::: Information shown

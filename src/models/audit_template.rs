// src/models/audit_template.rs

use serde::{Deserialize, Serialize};
use sqlx::FromRow;
use validator::Validate;

use crate::{
    audit_types::{AuditTypeDefinition, SectionDef},
    models::question::{QuestionTemplate, QuestionType},
};

/// Represents the 'audit_templates' table.
#[derive(Debug, Clone, FromRow, Serialize)]
pub struct AuditTemplate {
    pub id: i64,
    pub name: String,
    pub description: Option<String>,
    /// Selects the audit type definition. Fixed once the template exists.
    pub audit_type_definition_key: String,
    pub created_by_id: i64,
    pub created_at: chrono::DateTime<chrono::Utc>,
    pub updated_at: chrono::DateTime<chrono::Utc>,
}

/// A template together with its ordered questions.
#[derive(Debug, Serialize)]
pub struct AuditTemplateDetail {
    #[serde(flatten)]
    pub template: AuditTemplate,
    pub question_templates: Vec<QuestionTemplate>,
}

#[derive(Debug, Deserialize, Validate)]
pub struct CreateTemplateRequest {
    #[validate(length(min = 1, max = 255))]
    pub name: String,
    #[validate(length(max = 5000))]
    pub description: Option<String>,
    #[validate(length(min = 1, max = 255))]
    pub audit_type_definition_key: String,
}

#[derive(Debug, Deserialize, Validate)]
pub struct UpdateTemplateRequest {
    #[validate(length(min = 1, max = 255))]
    pub name: Option<String>,
    #[validate(length(max = 5000))]
    pub description: Option<String>,
}

/// Public description of a registered audit type.
#[derive(Debug, Serialize)]
pub struct AuditTypeSummary {
    pub key: &'static str,
    pub name: &'static str,
    pub allowed_question_types: &'static [QuestionType],
    pub sections: &'static [SectionDef],
}

impl AuditTypeSummary {
    pub fn of(definition: &dyn AuditTypeDefinition) -> Self {
        Self {
            key: definition.key(),
            name: definition.name(),
            allowed_question_types: definition.allowed_question_types(),
            sections: definition.default_sections(),
        }
    }
}
// src/handlers/audit_responses.rs

use std::{
    collections::{HashMap, HashSet},
    sync::Arc,
};

use axum::{
    Extension, Json,
    extract::{Path, State},
    http::StatusCode,
    response::IntoResponse,
};
use sqlx::{PgConnection, PgExecutor, PgPool, Postgres, QueryBuilder, types::Json as SqlJson};
use validator::Validate;

use crate::{
    audit_types::{AuditTypeDefinition, AuditTypeRegistry},
    error::AppError,
    handlers::assignments::{definition_key, fetch_assignment},
    models::{
        assignment::{AssignmentStatus, AuditAssignment},
        audit_response::{
            Answer, AnswerInput, AuditResponse, CreateResponseRequest, ResponseDetail,
            ResponseStatus, ScoredAnswer, UpdateResponseRequest,
        },
        question::QuestionBody,
    },
    utils::{access::Viewer, html::clean_optional, jwt::Claims},
};

/// Checks a batch of answers against the assignment's snapshot: every
/// answer must target a distinct question of the assignment and carry a
/// value the audit type accepts.
pub fn check_answers(
    definition: &dyn AuditTypeDefinition,
    questions: &HashMap<i64, QuestionBody>,
    answers: &[AnswerInput],
) -> Result<(), AppError> {
    let mut seen = HashSet::with_capacity(answers.len());

    for answer in answers {
        if !seen.insert(answer.assigned_question_id) {
            return Err(AppError::BadRequest(format!(
                "Duplicate answer for assigned question {}",
                answer.assigned_question_id
            )));
        }

        let question = questions.get(&answer.assigned_question_id).ok_or_else(|| {
            AppError::BadRequest(format!(
                "Assigned question {} does not belong to this audit assignment",
                answer.assigned_question_id
            ))
        })?;

        definition.validate_answer(answer.answer_value.as_ref(), question)?;
    }

    Ok(())
}

/// A draft never has a score; a submitted response is scored over its full
/// answer set.
pub fn resolve_score(
    definition: &dyn AuditTypeDefinition,
    status: ResponseStatus,
    answers: &[ScoredAnswer],
) -> Option<f64> {
    match status {
        ResponseStatus::Draft => None,
        ResponseStatus::Submitted => definition.calculate_score(answers),
    }
}

async fn snapshot_questions<'e>(
    executor: impl PgExecutor<'e>,
    assignment_id: i64,
) -> Result<HashMap<i64, QuestionBody>, sqlx::Error> {
    #[derive(sqlx::FromRow)]
    struct Row {
        id: i64,
        #[sqlx(flatten)]
        body: QuestionBody,
    }

    let rows = sqlx::query_as::<_, Row>(
        r#"
        SELECT id, text, question_type, options, "order", is_mandatory, section_id, scoring_weight
        FROM assigned_questions
        WHERE audit_assignment_id = $1
        "#,
    )
    .bind(assignment_id)
    .fetch_all(executor)
    .await?;

    Ok(rows.into_iter().map(|row| (row.id, row.body)).collect())
}

async fn fetch_answers<'e>(
    executor: impl PgExecutor<'e>,
    response_ids: &[i64],
) -> Result<Vec<Answer>, sqlx::Error> {
    sqlx::query_as::<_, Answer>(
        "SELECT * FROM answers WHERE audit_response_id = ANY($1) ORDER BY assigned_question_id",
    )
    .bind(response_ids)
    .fetch_all(executor)
    .await
}

async fn upsert_answers(
    conn: &mut PgConnection,
    response_id: i64,
    answers: &[AnswerInput],
) -> Result<(), sqlx::Error> {
    for answer in answers {
        sqlx::query(
            r#"
            INSERT INTO answers (audit_response_id, assigned_question_id, answer_value, comments, photo_urls)
            VALUES ($1, $2, $3, $4, $5)
            ON CONFLICT (audit_response_id, assigned_question_id) DO UPDATE
            SET answer_value = EXCLUDED.answer_value,
                comments = EXCLUDED.comments,
                photo_urls = EXCLUDED.photo_urls,
                updated_at = NOW()
            "#,
        )
        .bind(response_id)
        .bind(answer.assigned_question_id)
        .bind(answer.answer_value.as_ref().filter(|value| !value.is_null()))
        .bind(clean_optional(answer.comments.as_deref()))
        .bind(SqlJson(answer.photo_urls.clone().unwrap_or_default()))
        .execute(&mut *conn)
        .await?;
    }
    Ok(())
}

/// Scores a response from the answers and snapshot questions currently stored.
async fn stored_score(
    conn: &mut PgConnection,
    definition: &dyn AuditTypeDefinition,
    response_id: i64,
    status: ResponseStatus,
) -> Result<Option<f64>, AppError> {
    let scored = sqlx::query_as::<_, ScoredAnswer>(
        r#"
        SELECT a.answer_value, q.text, q.question_type, q.options, q."order",
               q.is_mandatory, q.section_id, q.scoring_weight
        FROM answers a
        JOIN assigned_questions q ON q.id = a.assigned_question_id
        WHERE a.audit_response_id = $1
        "#,
    )
    .bind(response_id)
    .fetch_all(&mut *conn)
    .await?;

    Ok(resolve_score(definition, status, &scored))
}

/// Re-scores every submitted response of an assignment after its snapshot
/// questions changed. Drafts carry no score and are left alone.
pub(crate) async fn rescore_submitted(
    conn: &mut PgConnection,
    definition: &dyn AuditTypeDefinition,
    assignment_id: i64,
) -> Result<(), AppError> {
    let response_ids = sqlx::query_scalar::<_, i64>(
        "SELECT id FROM audit_responses WHERE audit_assignment_id = $1 AND status = $2",
    )
    .bind(assignment_id)
    .bind(ResponseStatus::Submitted)
    .fetch_all(&mut *conn)
    .await?;

    for response_id in response_ids {
        let score = stored_score(&mut *conn, definition, response_id, ResponseStatus::Submitted).await?;

        sqlx::query("UPDATE audit_responses SET score = $1, updated_at = NOW() WHERE id = $2")
            .bind(score)
            .bind(response_id)
            .execute(&mut *conn)
            .await?;

        tracing::info!(response_id, assignment_id, score, "Audit response rescored");
    }

    Ok(())
}

/// Recomputes the stored score from what is now in the database and moves
/// the assignment along: a draft starts it, a submission completes it.
async fn finalize(
    conn: &mut PgConnection,
    definition: &dyn AuditTypeDefinition,
    response_id: i64,
    assignment: &AuditAssignment,
) -> Result<ResponseDetail, AppError> {
    let status = sqlx::query_scalar::<_, ResponseStatus>(
        "SELECT status FROM audit_responses WHERE id = $1",
    )
    .bind(response_id)
    .fetch_one(&mut *conn)
    .await?;

    let score = stored_score(&mut *conn, definition, response_id, status).await?;
    let submitted = status == ResponseStatus::Submitted;

    let response = sqlx::query_as::<_, AuditResponse>(
        r#"
        UPDATE audit_responses
        SET score = $1,
            submission_date = CASE WHEN $2 THEN COALESCE(submission_date, NOW()) ELSE NULL END,
            updated_at = NOW()
        WHERE id = $3
        RETURNING *
        "#,
    )
    .bind(score)
    .bind(submitted)
    .bind(response_id)
    .fetch_one(&mut *conn)
    .await?;

    let next_status = if submitted {
        Some(AssignmentStatus::Completed)
    } else if assignment.status == AssignmentStatus::Pending {
        Some(AssignmentStatus::InProgress)
    } else {
        None
    };

    if let Some(next_status) = next_status {
        sqlx::query("UPDATE audit_assignments SET status = $1, updated_at = NOW() WHERE id = $2")
            .bind(next_status)
            .bind(assignment.id)
            .execute(&mut *conn)
            .await?;
    }

    if let Some(score) = score {
        tracing::info!(response_id, assignment_id = assignment.id, score, "Audit response scored");
    }

    let answers = fetch_answers(&mut *conn, &[response_id]).await?;

    Ok(ResponseDetail { response, answers })
}

/// Starts or submits a response to an assignment.
/// Auditors with access to the assignment only.
pub async fn create_response(
    State(pool): State<PgPool>,
    State(registry): State<Arc<AuditTypeRegistry>>,
    Extension(claims): Extension<Claims>,
    Path(assignment_id): Path<i64>,
    Json(payload): Json<CreateResponseRequest>,
) -> Result<impl IntoResponse, AppError> {
    let viewer = Viewer::load(&pool, &claims).await?;
    let assignment = fetch_assignment(&pool, assignment_id).await?;

    if !viewer.can_respond(&assignment) {
        return Err(AppError::Forbidden(
            "Only auditors with access to this assignment can respond to it".to_string(),
        ));
    }

    payload.validate()?;

    let key = definition_key(&pool, assignment.audit_template_id).await?;
    let definition = registry.resolve(&key)?;

    let mut tx = pool.begin().await?;

    let questions = snapshot_questions(&mut *tx, assignment_id).await?;
    check_answers(definition, &questions, &payload.answers)?;

    let response_id = sqlx::query_scalar::<_, i64>(
        r#"
        INSERT INTO audit_responses (audit_assignment_id, auditor_id, status, overall_comments, photo_urls)
        VALUES ($1, $2, $3, $4, $5)
        RETURNING id
        "#,
    )
    .bind(assignment_id)
    .bind(viewer.user.id)
    .bind(payload.status)
    .bind(clean_optional(payload.overall_comments.as_deref()))
    .bind(SqlJson(payload.photo_urls.clone().unwrap_or_default()))
    .fetch_one(&mut *tx)
    .await?;

    upsert_answers(&mut tx, response_id, &payload.answers).await?;
    let detail = finalize(&mut tx, definition, response_id, &assignment).await?;

    tx.commit().await?;

    Ok((StatusCode::CREATED, Json(detail)))
}

/// All responses of an assignment, each with its answers.
pub async fn list_responses(
    State(pool): State<PgPool>,
    Extension(claims): Extension<Claims>,
    Path(assignment_id): Path<i64>,
) -> Result<impl IntoResponse, AppError> {
    let viewer = Viewer::load(&pool, &claims).await?;
    let assignment = fetch_assignment(&pool, assignment_id).await?;
    viewer.require_assignment(&assignment)?;

    let responses = sqlx::query_as::<_, AuditResponse>(
        "SELECT * FROM audit_responses WHERE audit_assignment_id = $1 ORDER BY id",
    )
    .bind(assignment_id)
    .fetch_all(&pool)
    .await?;

    let ids: Vec<i64> = responses.iter().map(|response| response.id).collect();
    let mut by_response: HashMap<i64, Vec<Answer>> = HashMap::new();
    for answer in fetch_answers(&pool, &ids).await? {
        by_response
            .entry(answer.audit_response_id)
            .or_default()
            .push(answer);
    }

    let details: Vec<ResponseDetail> = responses
        .into_iter()
        .map(|response| {
            let answers = by_response.remove(&response.id).unwrap_or_default();
            ResponseDetail { response, answers }
        })
        .collect();

    Ok(Json(details))
}

async fn fetch_response(
    pool: &PgPool,
    assignment_id: i64,
    response_id: i64,
) -> Result<AuditResponse, AppError> {
    sqlx::query_as::<_, AuditResponse>(
        "SELECT * FROM audit_responses WHERE id = $1 AND audit_assignment_id = $2",
    )
    .bind(response_id)
    .bind(assignment_id)
    .fetch_optional(pool)
    .await?
    .ok_or(AppError::NotFound("Audit response not found".to_string()))
}

pub async fn get_response(
    State(pool): State<PgPool>,
    Extension(claims): Extension<Claims>,
    Path((assignment_id, response_id)): Path<(i64, i64)>,
) -> Result<impl IntoResponse, AppError> {
    let viewer = Viewer::load(&pool, &claims).await?;
    let assignment = fetch_assignment(&pool, assignment_id).await?;
    viewer.require_assignment(&assignment)?;

    let response = fetch_response(&pool, assignment_id, response_id).await?;
    let answers = fetch_answers(&pool, &[response.id]).await?;

    Ok(Json(ResponseDetail { response, answers }))
}

/// Edits a response and upserts its answers.
///
/// The author may edit while the response is a draft; admins may edit at
/// any time, including moving it back to draft. Submitted responses are
/// re-scored on every edit.
pub async fn update_response(
    State(pool): State<PgPool>,
    State(registry): State<Arc<AuditTypeRegistry>>,
    Extension(claims): Extension<Claims>,
    Path((assignment_id, response_id)): Path<(i64, i64)>,
    Json(payload): Json<UpdateResponseRequest>,
) -> Result<impl IntoResponse, AppError> {
    let viewer = Viewer::load(&pool, &claims).await?;
    let assignment = fetch_assignment(&pool, assignment_id).await?;
    viewer.require_assignment(&assignment)?;

    let current = fetch_response(&pool, assignment_id, response_id).await?;
    if !viewer.can_edit_response(&current) {
        return Err(AppError::Forbidden(
            "Only the author can edit a draft response; submitted responses are admin-only"
                .to_string(),
        ));
    }

    payload.validate()?;

    let key = definition_key(&pool, assignment.audit_template_id).await?;
    let definition = registry.resolve(&key)?;
    let answers = payload.answers.as_deref().unwrap_or_default();

    let mut tx = pool.begin().await?;

    let questions = snapshot_questions(&mut *tx, assignment_id).await?;
    check_answers(definition, &questions, answers)?;

    let mut builder: QueryBuilder<Postgres> = QueryBuilder::new("UPDATE audit_responses SET ");
    let mut separated = builder.separated(", ");
    separated.push("updated_at = NOW()");

    if let Some(overall_comments) = clean_optional(payload.overall_comments.as_deref()) {
        separated.push("overall_comments = ");
        separated.push_bind_unseparated(overall_comments);
    }

    if let Some(photo_urls) = &payload.photo_urls {
        separated.push("photo_urls = ");
        separated.push_bind_unseparated(SqlJson(photo_urls.clone()));
    }

    if let Some(status) = payload.status {
        separated.push("status = ");
        separated.push_bind_unseparated(status);
        if status == ResponseStatus::Draft {
            separated.push("score = NULL");
        }
    }

    builder.push(" WHERE id = ");
    builder.push_bind(response_id);
    builder.build().execute(&mut *tx).await?;

    upsert_answers(&mut tx, response_id, answers).await?;
    let detail = finalize(&mut tx, definition, response_id, &assignment).await?;

    tx.commit().await?;

    tracing::info!(
        response_id,
        editor_id = viewer.user.id,
        status = ?detail.response.status,
        "Audit response updated"
    );

    Ok(Json(detail))
}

::::::

▶ _What you have to do_
Across the records, how many lines carry the word "QuestionType"? The answer should be a number alone.

▶ _Written answer_
2